Where a line below holds the string "Copy", that line goes into the answer.
Source information START
//! Rule validation for a single sub-model

use crate::geometry::{Axis, Size3, Vec3};

use super::rules::{
    CompatibilityRule, DimensionRule, MaterialRule, PositionRule, Rule, RuleKind, Severity,
};

/// A rule the sub-model breaks. Advisory only; never blocks a mutation.
#[derive(Debug, Clone, PartialEq)]
pub struct RuleViolation {
    pub rule_id: String,
    pub severity: Severity,
    pub message: String,
}

/// Everything validation may look at for one sub-model
#[derive(Debug, Clone, Copy)]
pub struct RuleContext<'a> {
    pub module_size: Size3,
    pub model: &'a str,
    /// Bounding size, if already known
    pub size: Option<Size3>,
    pub material: Option<&'a str>,
    pub position: Vec3,
    /// Sub-models in the same module sharing `model`, this one included
    pub same_model_count: usize,
    pub rules: &'a [&'a Rule],
}

/// Evaluate every enabled rule registered for the context's model.
pub fn validate_model_rules(ctx: &RuleContext<'_>) -> Vec<RuleViolation> {
    let mut violations = Vec::new();

    for rule in ctx.rules.iter().filter(|r| r.enabled && r.model == ctx.model) {
        let found = match &rule.kind {
            RuleKind::Dimension(d) => check_dimension(d, ctx),
            RuleKind::Material(m) => check_material(m, ctx),
            RuleKind::Compatibility(c) => check_compatibility(c, ctx),
            RuleKind::Position(p) => check_position(p, ctx),
            RuleKind::Behavior(_) => None,
        };
        if let Some((severity, message)) = found {
            violations.push(RuleViolation {
                rule_id: rule.id.clone(),
                severity,
                message,
            });
        }
    }

    violations
}

fn known_extent(size: Option<Size3>, axis: Axis) -> Option<f64> {
    size.map(|s| s.get(axis))
        .filter(|v| v.is_finite() && *v > 0.0)
}

fn check_dimension(rule: &DimensionRule, ctx: &RuleContext<'_>) -> Option<(Severity, String)> {
    let actual = known_extent(ctx.size, rule.axis)?;
    let scale = |limit: f64| {
        if rule.relative {
            limit / 100.0 * ctx.module_size.get(rule.axis)
        } else {
            limit
        }
    };

    if let Some(min) = rule.min.map(scale) {
        if actual < min {
            return Some((
                Severity::Error,
                format!(
                    "{} {} is {:.1}, below the minimum of {:.1}",
                    ctx.model, rule.axis, actual, min
                ),
            ));
        }
    }
    if let Some(max) = rule.max.map(scale) {
        if actual > max {
            return Some((
                Severity::Error,
                format!(
                    "{} {} is {:.1}, above the maximum of {:.1}",
                    ctx.model, rule.axis, actual, max
                ),
            ));
        }
    }
    None
}

fn check_material(rule: &MaterialRule, ctx: &RuleContext<'_>) -> Option<(Severity, String)> {
    let material = ctx.material?;
    if rule.allowed.is_empty() {
        return None;
    }
    let wanted = material.to_lowercase();
    if rule.allowed.iter().any(|m| m.to_lowercase() == wanted) {
        return None;
    }
    Some((
        Severity::Warning,
        format!(
            "material \"{}\" is not allowed for {} (allowed: {})",
            material,
            ctx.model,
            rule.allowed.join(", ")
        ),
    ))
}

fn check_compatibility(
    rule: &CompatibilityRule,
    ctx: &RuleContext<'_>,
) -> Option<(Severity, String)> {
    (ctx.same_model_count > rule.max_instances).then(|| {
        (
            Severity::Error,
            format!(
                "{} instances of {} exceed the maximum of {}",
                ctx.same_model_count, ctx.model, rule.max_instances
            ),
        )
    })
}

fn check_position(rule: &PositionRule, ctx: &RuleContext<'_>) -> Option<(Severity, String)> {
    let value = ctx.position.get(rule.axis);
    let below = rule.min.is_some_and(|min| value < min);
    let above = rule.max.is_some_and(|max| value > max);
    (below || above).then(|| {
        (
            Severity::Warning,
            format!(
                "{} {} position {:.1} is outside the allowed range",
                ctx.model, rule.axis, value
            ),
        )
    })
}
//! Collision and containment checks for sub-models inside one module.
//!
//! Mirrors a layout lint pass: nothing here blocks a mutation, it only
//! reports which placed items collide with each other and which stick out
//! of the module.

use std::fmt;

use crate::geometry::{Aabb, Axis, Size3, Vec3};

/// Margin applied by [`compute_layout_warnings`]
pub const LAYOUT_MARGIN: f64 = 1.0;

/// A sub-model's current footprint in module space
#[derive(Debug, Clone, Copy, PartialEq)]
pub struct PlacedItem<'a> {
    pub id: &'a str,
    pub position: Vec3,
    pub size: Size3,
}

impl PlacedItem<'_> {
    pub fn bounds(&self) -> Aabb {
        Aabb::from_center(self.position, self.size)
    }
}

/// Category of layout defect
#[derive(Debug, Clone, Copy, PartialEq, Eq)]
pub enum WarningCategory {
    Collision,
    OutOfBounds,
}

impl fmt::Display for WarningCategory {
    fn fmt(&self, f: &mut fmt::Formatter<'_>) -> fmt::Result {
        match self {
            WarningCategory::Collision => write!(f, "collision"),
            WarningCategory::OutOfBounds => write!(f, "out-of-bounds"),
        }
    }
}

/// One human-readable layout defect
#[derive(Debug, Clone, PartialEq)]
pub struct LayoutWarning {
    pub category: WarningCategory,
    pub message: String,
}

/// Result of a layout check over one module
#[derive(Debug, Clone, Default, PartialEq)]
pub struct LayoutWarnings {
    /// Colliding pairs, in placement order
    pub collisions: Vec<(String, String)>,
    pub out_of_bounds: Vec<String>,
}

impl LayoutWarnings {
    pub fn is_empty(&self) -> bool {
        self.collisions.is_empty() && self.out_of_bounds.is_empty()
    }

    /// Flatten into display warnings
    pub fn to_warnings(&self) -> Vec<LayoutWarning> {
        let mut out = Vec::with_capacity(self.collisions.len() + self.out_of_bounds.len());
        for (a, b) in &self.collisions {
            out.push(LayoutWarning {
                category: WarningCategory::Collision,
                message: format!("sub-models \"{}\" and \"{}\" collide", a, b),
            });
        }
        for id in &self.out_of_bounds {
            out.push(LayoutWarning {
                category: WarningCategory::OutOfBounds,
                message: format!("sub-model \"{}\" extends past the module bounds", id),
            });
        }
        out
    }
}

/// Axis-aligned overlap test with both boxes inflated by `margin` on every side.
///
/// Boxes whose inflated intervals merely touch do not collide.
pub fn boxes_overlap(pos_a: Vec3, size_a: Size3, pos_b: Vec3, size_b: Size3, margin: f64) -> bool {
    Axis::ALL.iter().all(|&axis| {
        let reach = size_a.get(axis) / 2.0 + size_b.get(axis) / 2.0 + 2.0 * margin;
        (pos_a.get(axis) - pos_b.get(axis)).abs() < reach
    })
}

/// True when any face of the margin-inflated item lies outside `bounds` by more than `margin`
pub fn is_out_of_bounds(item: &PlacedItem<'_>, bounds: &Aabb, margin: f64) -> bool {
    let half = item.size.half();
    Axis::ALL.iter().any(|&axis| {
        let lo = item.position.get(axis) - half.get(axis) - margin;
        let hi = item.position.get(axis) + half.get(axis) + margin;
        bounds.min.get(axis) - lo > margin || hi - bounds.max.get(axis) > margin
    })
}

/// Check every pair of placed items for collisions and every item for containment.
pub fn compute_layout_warnings(bounds: &Aabb, items: &[PlacedItem<'_>]) -> LayoutWarnings {
    let mut warnings = LayoutWarnings::default();

    for i in 0..items.len() {
        for j in (i + 1)..items.len() {
            let a = &items[i];
            let b = &items[j];
            if boxes_overlap(a.position, a.size, b.position, b.size, LAYOUT_MARGIN) {
                warnings.collisions.push((a.id.to_string(), b.id.to_string()));
            }
        }
    }

    for item in items {
        if is_out_of_bounds(item, bounds, LAYOUT_MARGIN) {
            warnings.out_of_bounds.push(item.id.to_string());
        }
    }

    warnings
}
pub mod hashing;
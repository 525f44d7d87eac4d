//! Records stored in the review datastore and the aggregates derived from them.

use serde::{Deserialize, Serialize};

pub mod analytics;
pub mod restaurant;
pub mod review;

pub use analytics::{Analytics, CategoryBreakdown, SentimentTrend};
pub use restaurant::{Restaurant, RestaurantWithSummary, SentimentSummary};
pub use review::{NewReview, Review, Sentiment};

/// The whole datastore document. It is always read and written as one unit.
#[derive(Debug, Clone, Default, PartialEq, Serialize, Deserialize)]
pub struct Datastore {
    #[serde(default)]
    pub reviews: Vec<Review>,
    #[serde(default)]
    pub restaurants: Vec<Restaurant>,
}
use crate::error::AppError;
use crate::ml::Prediction;
use crate::transport::http::types::{json_body, AppState, PredictRequest};
use axum::extract::rejection::JsonRejection;
use axum::extract::State;
use axum::Json;

#[utoipa::path(
    post,
    path = "/api/predict",
    request_body = PredictRequest,
    responses(
        (status = 200, description = "Predicted sentiment", body = Prediction),
        (status = 400, description = "Missing or empty text, or invalid JSON body", body = crate::error::ErrorResponse),
        (status = 500, description = "Internal server error", body = crate::error::ErrorResponse)
    )
)]
pub async fn predict_handler(
    State(state): State<AppState>,
    request: Result<Json<PredictRequest>, JsonRejection>,
) -> Result<Json<Prediction>, AppError> {
    let request = json_body(request)?;
    let text = request.text.unwrap_or_default();
    Ok(Json(state.service.predict(&text)?))
}
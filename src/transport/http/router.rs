use crate::domain::model::{
    Analytics, CategoryBreakdown, NewReview, Restaurant, RestaurantWithSummary, Review, Sentiment,
    SentimentSummary, SentimentTrend,
};
use crate::error::ErrorResponse;
use crate::ml::Prediction;
use crate::transport::http::handlers::{analytics, health, predict, restaurants, reviews};
use crate::transport::http::types::{HealthResponse, PredictRequest};
use axum::routing::{get, post};
use axum::Router;
use tower_http::cors::{Any, CorsLayer};
use utoipa::OpenApi;

#[derive(OpenApi)]
#[openapi(
    paths(
        health::healthcheck_handler,
        predict::predict_handler,
        reviews::list_reviews_handler,
        reviews::restaurant_reviews_handler,
        reviews::add_review_handler,
        restaurants::restaurants_handler,
        analytics::analytics_handler,
        analytics::sentiment_trend_handler,
        analytics::category_breakdown_handler
    ),
    components(schemas(
        HealthResponse,
        PredictRequest,
        Prediction,
        Sentiment,
        Review,
        NewReview,
        Restaurant,
        RestaurantWithSummary,
        SentimentSummary,
        Analytics,
        SentimentTrend,
        CategoryBreakdown,
        ErrorResponse
    ))
)]
pub struct ApiDoc;

pub fn create_router(app_state: crate::transport::http::types::AppState) -> Router {
    Router::new()
        .route("/health", get(health::healthcheck_handler))
        .route("/api/predict", post(predict::predict_handler))
        .route(
            "/api/reviews",
            get(reviews::list_reviews_handler).post(reviews::add_review_handler),
        )
        .route(
            "/api/reviews/:restaurant_name",
            get(reviews::restaurant_reviews_handler),
        )
        .route("/api/restaurants", get(restaurants::restaurants_handler))
        .route("/api/analytics", get(analytics::analytics_handler))
        .route("/api/sentiment-trend", get(analytics::sentiment_trend_handler))
        .route(
            "/api/category-breakdown",
            get(analytics::category_breakdown_handler),
        )
        .with_state(app_state)
        .layer(cors_layer())
}

/// Browser frontends are served from other origins.
fn cors_layer() -> CorsLayer {
    CorsLayer::new()
        .allow_origin(Any)
        .allow_methods(Any)
        .allow_headers(Any)
}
Source information END
# Exercise answer
#[derive(Debug, Clone, Copy)]
#[derive(Debug, Clone, Copy, PartialEq)]
#[derive(Debug, Clone, Copy, PartialEq, Eq)]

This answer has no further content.